Monday, Sep. 14, 1970
Lead in the Air
True or false: lead-free gasoline is the best thing to come down the freeway since the V-8 engine. True, according to the oil companies that recently switched to unleaded or low-lead fuels and are promoting them as an antipollution measure. False, from the viewpoint of the Ethyl Corp., the nation's largest producer of lead additives for gasoline.
Shell, Esso, Chevron and Amoco make ambitious claims. Esso's Big Plus is touted as "the lowest-lead, highest-octane gasoline for the money," and Chevron boasts that its F-310 fuel will "reduce fuel consumption, improve performance and cut maintenance." Ethyl Corp., which pioneered the use of lead compound additives for autos in 1923 and saw its stock jump in the 1950s when Detroit moved to high-compression engines, contends that by taking the lead out of gasoline, oil companies will actually increase other forms of noxious automobile emissions.
Octane Loss. Specifically, charges Lawrence Blanchard Jr., Ethyl's executive vice president, nonlead gasolines will have to use larger amounts of the more combustible gasoline components called aromatics, which compensate for the loss of octane that results from the removal of lead. Without them, high-performance engines as presently designed would lose power and produce knocking. But, argues Blanchard, the burning of the aromatics emits toxic benzene and other chemicals, which react with sunlight to produce heavy smog.
While not disputing Blanchard's claims, critics argue that lead from car exhausts is indeed a serious problem. Dr. Henry A. Schroeder of Dartmouth Medical School last week cited lead and other heavy metals among the major killers in the rogues' gallery of polluting agents.
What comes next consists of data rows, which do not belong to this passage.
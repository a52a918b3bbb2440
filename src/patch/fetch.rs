// SPDX-FileCopyrightText: 2025 Jason Pena <jasonpena@awkless.com>
// SPDX-License-Identifier: MIT

//! Patch source fetching.
//!
//! A patch source is either an HTTP(S) URL, typically an attachment on an
//! issue tracker, or a path to a patch file on the local file system. Issue
//! pages themselves are never scraped here, only the link to the patch file
//! is consumed.

use std::{
    fs::read,
    path::{Path, PathBuf},
};
use tracing::{debug, instrument};

/// Where a patch comes from.
#[derive(Debug, Clone, PartialEq, Eq)]
pub enum PatchSource {
    Url(String),
    Local(PathBuf),
}

impl PatchSource {
    /// Classify raw patch source.
    pub fn parse(source: &str) -> Self {
        if source.starts_with("http://") || source.starts_with("https://") {
            return Self::Url(source.to_string());
        }

        match source.strip_prefix("file://") {
            Some(path) => Self::Local(PathBuf::from(path)),
            None => Self::Local(PathBuf::from(source)),
        }
    }
}

/// Turn a user supplied source into the form recorded in a ledger.
///
/// URLs are kept verbatim. Local paths are made absolute so later replays do
/// not depend on the directory the command was run from.
///
/// # Errors
///
/// - Return [`FetchError::Read`] if a local patch does not exist.
pub fn normalize_source(source: &str) -> Result<String> {
    match PatchSource::parse(source) {
        PatchSource::Url(url) => Ok(url),
        PatchSource::Local(path) => path
            .canonicalize()
            .map(|path| path.to_string_lossy().into_owned())
            .map_err(|err| FetchError::Read { source: err, path }),
    }
}

/// Fetch patch contents from URLs or the local file system.
#[derive(Debug, Clone)]
pub struct SourceFetcher {
    user_agent: String,
}

impl SourceFetcher {
    /// Construct new patch fetcher.
    pub fn new() -> Self {
        Self {
            user_agent: format!("{}/{}", env!("CARGO_PKG_NAME"), env!("CARGO_PKG_VERSION")),
        }
    }

    /// Fetch raw patch content.
    ///
    /// # Errors
    ///
    /// - Return [`FetchError::Http`] if the request cannot be made.
    /// - Return [`FetchError::Status`] if the server does not answer with success.
    /// - Return [`FetchError::Read`] if a local patch cannot be read.
    #[instrument(skip(self), level = "debug")]
    pub fn fetch(&self, source: &str) -> Result<Vec<u8>> {
        match PatchSource::parse(source) {
            PatchSource::Url(url) => self.download(&url),
            PatchSource::Local(path) => read_local(&path),
        }
    }

    fn download(&self, url: &str) -> Result<Vec<u8>> {
        debug!("download {url}");
        let http_error = |err| FetchError::Http {
            source: err,
            url: url.to_string(),
        };

        let client = reqwest::blocking::Client::builder()
            .user_agent(self.user_agent.as_str())
            .build()
            .map_err(http_error)?;
        let response = client.get(url).send().map_err(http_error)?;

        let status = response.status();
        if !status.is_success() {
            return Err(FetchError::Status {
                url: url.to_string(),
                status: status.as_u16(),
            });
        }

        Ok(response.bytes().map_err(http_error)?.to_vec())
    }
}

impl Default for SourceFetcher {
    fn default() -> Self {
        Self::new()
    }
}

fn read_local(path: &Path) -> Result<Vec<u8>> {
    read(path).map_err(|err| FetchError::Read {
        source: err,
        path: path.to_path_buf(),
    })
}

/// Patch fetching error types.
#[derive(Debug, thiserror::Error)]
pub enum FetchError {
    /// HTTP request fails.
    #[error("failed to download {url}")]
    Http {
        #[source]
        source: reqwest::Error,
        url: String,
    },

    /// Server answers with a non-success status.
    #[error("download of {url} answered with status {status}")]
    Status { url: String, status: u16 },

    /// Local patch file cannot be read.
    #[error("failed to read patch file {:?}", path.display())]
    Read {
        #[source]
        source: std::io::Error,
        path: PathBuf,
    },
}

/// Friendly result alias :3
pub type Result<T, E = FetchError> = std::result::Result<T, E>;
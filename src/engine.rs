// SPDX-FileCopyrightText: 2025 Jason Pena <jasonpena@awkless.com>
// SPDX-License-Identifier: MIT

//! Patch tracking and replay engine.
//!
//! Tie ledgers, patch application, and pristine trees together into the
//! operations performed on a vendored project.
//!
//! # Three Way Comparison
//!
//! Diff and tearoff compare three states of a project:
//!
//! 1. __Pristine__: the upstream tree at the project's baseline.
//! 2. __Expected__: the pristine tree with every tracked patch replayed on top
//!    in ledger order.
//! 3. __Working__: the project tree as it is on disk.
//!
//! Whatever separates the working tree from the expected tree is a __local
//! modification__. Pristine and expected trees are built in a scratch
//! directory that is removed again no matter how the operation ends. The
//! working tree is only ever read through the manifest of paths owned by the
//! project.

use crate::{
    ledger::{Ledger, LedgerError, PatchRecord, Provenance, write_atomic},
    patch::{
        fetch::{normalize_source, FetchError},
        Direction, FailedPatch, FailurePolicy, GitApply, PatchApplier, PatchError, PatchTool,
    },
    pristine::{PristineError, PristineProvider, Upstream, UpstreamPristine},
    project::{Project, ProjectError, ProjectKind},
    tree::{restore, TreeError, TreeSnapshot},
    version::{Baseline, VersionParseError},
};

use git2::Repository;
use std::{
    fs::{read, remove_file},
    io::ErrorKind,
    path::{Path, PathBuf},
};
use tempfile::TempDir;
use tracing::{debug, info, instrument, warn};

/// Outcome of comparing a working tree against its expected state.
#[derive(Debug, Clone, PartialEq, Eq)]
pub enum DiffOutcome {
    /// Working tree matches pristine tree plus tracked patches.
    Clean,

    /// Working tree carries local modifications, as a unified diff.
    Changed(Vec<u8>),
}

impl DiffOutcome {
    /// Raw diff bytes, empty if clean.
    pub fn as_bytes(&self) -> &[u8] {
        match self {
            Self::Clean => &[],
            Self::Changed(diff) => diff,
        }
    }
}
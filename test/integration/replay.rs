// SPDX-FileCopyrightText: 2025 Jason Pena <jasonpena@awkless.com>
// SPDX-License-Identifier: MIT

use crate::{fixture_engine, make_patch, write_tree};

use anyhow::Result;
use bandaid::{
    engine::{ApplyOptions, DiffOutcome, Error},
    ledger::PatchRecord,
    patch::{Direction, PatchApplier, PatchError},
    project::Project,
    tree::TreeSnapshot,
};
use pretty_assertions::assert_eq;
use std::{
    fs::{create_dir_all, read, read_to_string},
    path::{Path, PathBuf},
};
use tempfile::TempDir;

const INFO: &str = "name = Panels\ncore = 7.x\nversion = \"7.x-3.8\"\n";
const MODULE: &str = "<?php\n\nfunction panels_init() {\n  return TRUE;\n}\n";
const MODULE_PATCHED: &str =
    "<?php\n\nfunction panels_init() {\n  drupal_add_css('panels.css');\n  return TRUE;\n}\n";
const PLUGINS: &str = "<?php\n// plugins\n";
const PLUGINS_LOCAL: &str = "<?php\n// plugins\n// local tweak  \n";

/// Pristine panels tree, a copy of it as project, and two patches for it.
struct PanelsFixture {
    dir: TempDir,
    project: Project,
    patches: Vec<PathBuf>,
}

impl PanelsFixture {
    fn new() -> Result<Self> {
        let dir = tempfile::tempdir()?;
        let pristine = [
            ("panels.info", INFO),
            ("panels.module", MODULE),
            ("includes/plugins.inc", PLUGINS),
        ];
        write_tree(&dir.path().join("pristine"), &pristine)?;

        let project = Project::module(dir.path().join("modules"), "panels");
        write_tree(project.root(), &pristine)?;

        create_dir_all(dir.path().join("patches"))?;
        let patches = vec![
            make_patch(
                &dir.path().join("patches/add-css-1985980-5.patch"),
                &[("panels.module", MODULE)],
                &[("panels.module", MODULE_PATCHED)],
            )?,
            make_patch(
                &dir.path().join("patches/stylesheet-2098515-3.patch"),
                &[],
                &[("css/panels.css", ".panel { margin: 0; }\n")],
            )?,
        ];

        Ok(Self {
            dir,
            project,
            patches,
        })
    }

    fn pristine_dir(&self) -> PathBuf {
        self.dir.path().join("pristine")
    }

    fn patch_all(&self) -> Result<()> {
        let engine = fixture_engine(self.pristine_dir());
        for patch in &self.patches {
            engine.patch(
                &self.project,
                PatchRecord::new(patch.to_string_lossy(), "Needed for layout."),
            )?;
        }

        Ok(())
    }

    fn modify_locally(&self) -> Result<()> {
        write_tree(
            self.project.root(),
            &[("includes/plugins.inc", PLUGINS_LOCAL)],
        )
    }
}

fn read_file(root: &Path, path: &str) -> Result<String> {
    Ok(read_to_string(root.join(path))?)
}

#[test]
fn tearoff_then_apply_restores_tree() -> Result<()> {
    let fixture = PanelsFixture::new()?;
    fixture.patch_all()?;
    fixture.modify_locally()?;
    let before = TreeSnapshot::read(fixture.project.root())?;
    let engine = fixture_engine(fixture.pristine_dir());

    let report = engine.tearoff(&fixture.project, None)?;
    assert_eq!(
        report.local_patch.as_deref(),
        Some(fixture.project.local_patch_path())
    );
    assert_eq!(
        TreeSnapshot::read(fixture.project.root())?,
        TreeSnapshot::read(fixture.pristine_dir())?
    );
    assert_eq!(fixture.project.ledger().load()?.patches.len(), 2);

    let report = engine.apply(&fixture.project, ApplyOptions::default())?;
    assert_eq!(report.applied.len(), 2);
    assert!(report.failed.is_empty());
    assert!(report.local_patch_applied);
    assert!(!report.ledger_rewritten);

    assert_eq!(TreeSnapshot::read(fixture.project.root())?, before);
    assert!(!fixture.project.local_patch_path().exists());

    Ok(())
}

#[test]
fn diff_is_idempotent_and_matches_tearoff() -> Result<()> {
    let fixture = PanelsFixture::new()?;
    fixture.patch_all()?;
    let engine = fixture_engine(fixture.pristine_dir());

    assert_eq!(engine.diff(&fixture.project, None)?, DiffOutcome::Clean);

    fixture.modify_locally()?;
    let first = engine.diff(&fixture.project, None)?;
    let second = engine.diff(&fixture.project, None)?;
    assert_eq!(first, second);
    assert!(matches!(first, DiffOutcome::Changed(_)));
    assert_eq!(
        read_file(fixture.project.root(), "includes/plugins.inc")?,
        PLUGINS_LOCAL
    );

    engine.tearoff(&fixture.project, None)?;
    assert_eq!(read(fixture.project.local_patch_path())?, first.as_bytes());

    Ok(())
}

#[test]
fn local_patch_reproduces_trailing_whitespace() -> Result<()> {
    let fixture = PanelsFixture::new()?;
    fixture.patch_all()?;
    fixture.modify_locally()?;
    let engine = fixture_engine(fixture.pristine_dir());
    engine.tearoff(&fixture.project, None)?;

    let local = read_to_string(fixture.project.local_patch_path())?;
    assert!(local.contains("\n+// local tweak  \n"));

    // Rebuild pristine plus tracked patches by hand, then apply the local patch.
    let expected = fixture.dir.path().join("expected");
    TreeSnapshot::read(fixture.pristine_dir())?.write_to(&expected)?;
    let applier: PatchApplier = PatchApplier::default();
    for patch in &fixture.patches {
        let record = PatchRecord::new(patch.to_string_lossy(), "");
        applier.apply_one(&expected, &record, Direction::Forward)?;
    }
    applier.apply_content(&expected, "local", local.as_bytes(), Direction::Forward)?;

    assert_eq!(read_file(&expected, "includes/plugins.inc")?, PLUGINS_LOCAL);
    assert_eq!(read_file(&expected, "panels.module")?, MODULE_PATCHED);

    Ok(())
}

#[test]
fn incompatible_patch_leaves_tree_and_ledger_alone() -> Result<()> {
    let fixture = PanelsFixture::new()?;
    let patch = make_patch(
        &fixture.dir.path().join("patches/stale.patch"),
        &[("panels.module", "<?php\n\nfunction panels_boot() {\n}\n")],
        &[("panels.module", "<?php\n\nfunction panels_boot() {\n  exit;\n}\n")],
    )?;
    let before = read(fixture.project.root().join("panels.module"))?;

    let result = fixture_engine(fixture.pristine_dir()).patch(
        &fixture.project,
        PatchRecord::new(patch.to_string_lossy(), "Stale."),
    );
    match result {
        Err(Error::Patch(PatchError::Apply { patch: source, .. })) => {
            assert_eq!(source, patch.canonicalize()?.to_string_lossy());
        }
        other => panic!("expected patch apply failure, got {other:?}"),
    }

    assert_eq!(read(fixture.project.root().join("panels.module"))?, before);
    assert!(!fixture.project.ledger().path().exists());

    Ok(())
}

#[test]
fn new_file_patch_over_existing_file_is_rejected() -> Result<()> {
    let fixture = PanelsFixture::new()?;
    write_tree(
        fixture.project.root(),
        &[("css/panels.css", ".panel { padding: 0; }\n")],
    )?;
    let before = TreeSnapshot::read(fixture.project.root())?;

    let result = fixture_engine(fixture.pristine_dir()).patch(
        &fixture.project,
        PatchRecord::new(fixture.patches[1].to_string_lossy(), "Stylesheet."),
    );
    assert!(matches!(result, Err(Error::Patch(PatchError::Apply { .. }))));

    assert!(!fixture.project.root().join("b").exists());
    assert_eq!(TreeSnapshot::read(fixture.project.root())?, before);
    assert!(!fixture.project.ledger().path().exists());

    Ok(())
}

#[test]
fn skip_failing_patches_and_drop_them_from_ledger() -> Result<()> {
    let fixture = PanelsFixture::new()?;
    let broken = make_patch(
        &fixture.dir.path().join("patches/broken.patch"),
        &[("includes/plugins.inc", "<?php\n// handlers\n")],
        &[("includes/plugins.inc", "<?php\n// handlers\n// more\n")],
    )?;
    let good = PatchRecord::new(fixture.patches[0].to_string_lossy(), "Good.");
    let bad = PatchRecord::new(broken.to_string_lossy(), "Broken.");
    let ledger = fixture.project.ledger();
    ledger.add_patch(bad.clone())?;
    ledger.add_patch(good.clone())?;
    let engine = fixture_engine(fixture.pristine_dir());

    let result = engine.apply(&fixture.project, ApplyOptions::default());
    assert!(matches!(result, Err(Error::Patch(PatchError::Apply { .. }))));
    assert_eq!(read_file(fixture.project.root(), "panels.module")?, MODULE);

    let report = engine.apply(
        &fixture.project,
        ApplyOptions {
            ignore_failing: true,
            update_ledger: true,
        },
    )?;
    assert_eq!(report.applied, vec![good.clone()]);
    assert_eq!(report.failed.len(), 1);
    assert_eq!(report.failed[0].record, bad);
    assert!(report.ledger_rewritten);

    assert_eq!(ledger.load()?.patches, vec![good]);
    assert_eq!(read_file(fixture.project.root(), "panels.module")?, MODULE_PATCHED);
    assert_eq!(read_file(fixture.project.root(), "includes/plugins.inc")?, PLUGINS);

    Ok(())
}

#[test]
fn unpatch_single_patch_reverts_it() -> Result<()> {
    let fixture = PanelsFixture::new()?;
    fixture.patch_all()?;
    let engine = fixture_engine(fixture.pristine_dir());

    let first = fixture.patches[0].to_string_lossy().into_owned();
    let removed = engine.unpatch(&fixture.project, Some(first.as_str()))?;
    assert_eq!(removed.len(), 1);
    assert_eq!(read_file(fixture.project.root(), "panels.module")?, MODULE);
    assert!(fixture.project.root().join("css/panels.css").exists());
    assert_eq!(fixture.project.ledger().load()?.patches.len(), 1);

    engine.unpatch(&fixture.project, None)?;
    assert!(!fixture.project.root().join("css/panels.css").exists());
    assert!(!fixture.project.ledger().path().exists());

    Ok(())
}

#[test]
fn core_tearoff_keeps_nested_projects() -> Result<()> {
    let dir = tempfile::tempdir()?;
    let pristine = [
        ("index.php", "<?php\ndrupal_bootstrap();\n"),
        ("includes/common.inc", "<?php\n// common\n"),
        ("modules/system/system.info", "name = System\nversion = \"7.56\"\n"),
    ];
    write_tree(&dir.path().join("pristine"), &pristine)?;
    let project = Project::core(dir.path().join("www"), "drupal");
    write_tree(project.root(), &pristine)?;
    write_tree(
        project.root(),
        &[("sites/all/modules/panels/panels.module", MODULE)],
    )?;

    let patch = make_patch(
        &dir.path().join("common.patch"),
        &[("includes/common.inc", "<?php\n// common\n")],
        &[("includes/common.inc", "<?php\n// common\n// patched\n")],
    )?;
    let engine = fixture_engine(dir.path().join("pristine"));
    engine.patch(&project, PatchRecord::new(patch.to_string_lossy(), "Fix."))?;
    assert!(project.ledger().path().starts_with(project.root()));

    let report = engine.tearoff(&project, None)?;
    assert_eq!(report.local_patch, None);
    assert_eq!(
        read_file(project.root(), "includes/common.inc")?,
        "<?php\n// common\n"
    );
    assert_eq!(
        read_file(project.root(), "sites/all/modules/panels/panels.module")?,
        MODULE
    );

    engine.apply(&project, ApplyOptions::default())?;
    assert_eq!(
        read_file(project.root(), "includes/common.inc")?,
        "<?php\n// common\n// patched\n"
    );
    assert_eq!(
        read_file(project.root(), "sites/all/modules/panels/panels.module")?,
        MODULE
    );

    Ok(())
}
Blanchard's retort is that the amount of lead absorbed by the body is only the equivalent of "one BB shot of lead inhaled by one man over a period of 70 years."
Despite Blanchard's BB-shot analogy, the fact remains that minute amounts of auto-exhaust lead, when added to the lead taken into the body from other sources, can cause serious injury and even death. Industrial wastes add lead to drinking water and children sometimes eat leaded paint peelings. Concentrations of only .8 parts per million can cause illness. Children are especially susceptible to lead poisoning because their toxicity level is only .6 p.p.m. Thus far, concentrations of .25 p.p.m. have been found in some residents of vehicle-clogged cities, where airborne lead is thickest. In New York City, a campaign is under way to reduce lead levels in the air by having cabs and city-owned cars switch to unleaded fuel.
Detroit Move. The presence of lead in gasoline poses still another hazard: the metal's residue clogs the antippllution devices that the automobile industry has developed for its next generation of cars. Hence Detroit favors lead removal as a means of meeting federal emission standards that are to take effect in the fall of 1974.
This approach still leaves the problems of octane loss and the new types of pollution that may be caused by lead substitutes. Organic Chemist Fausto Ramirez of the State University of New York at Stony Brook argues that they can be solved. The trick is to lower the compression ratio--the degree to which the mixture of oxygen and fuel is compressed within the engine cylinders. Lower compression reduces octane requirement, and emissions from the substitute additives can thus be kept within tolerable limits. Beginning with its 1971 models, Detroit is moving toward engines with lower compression ratios.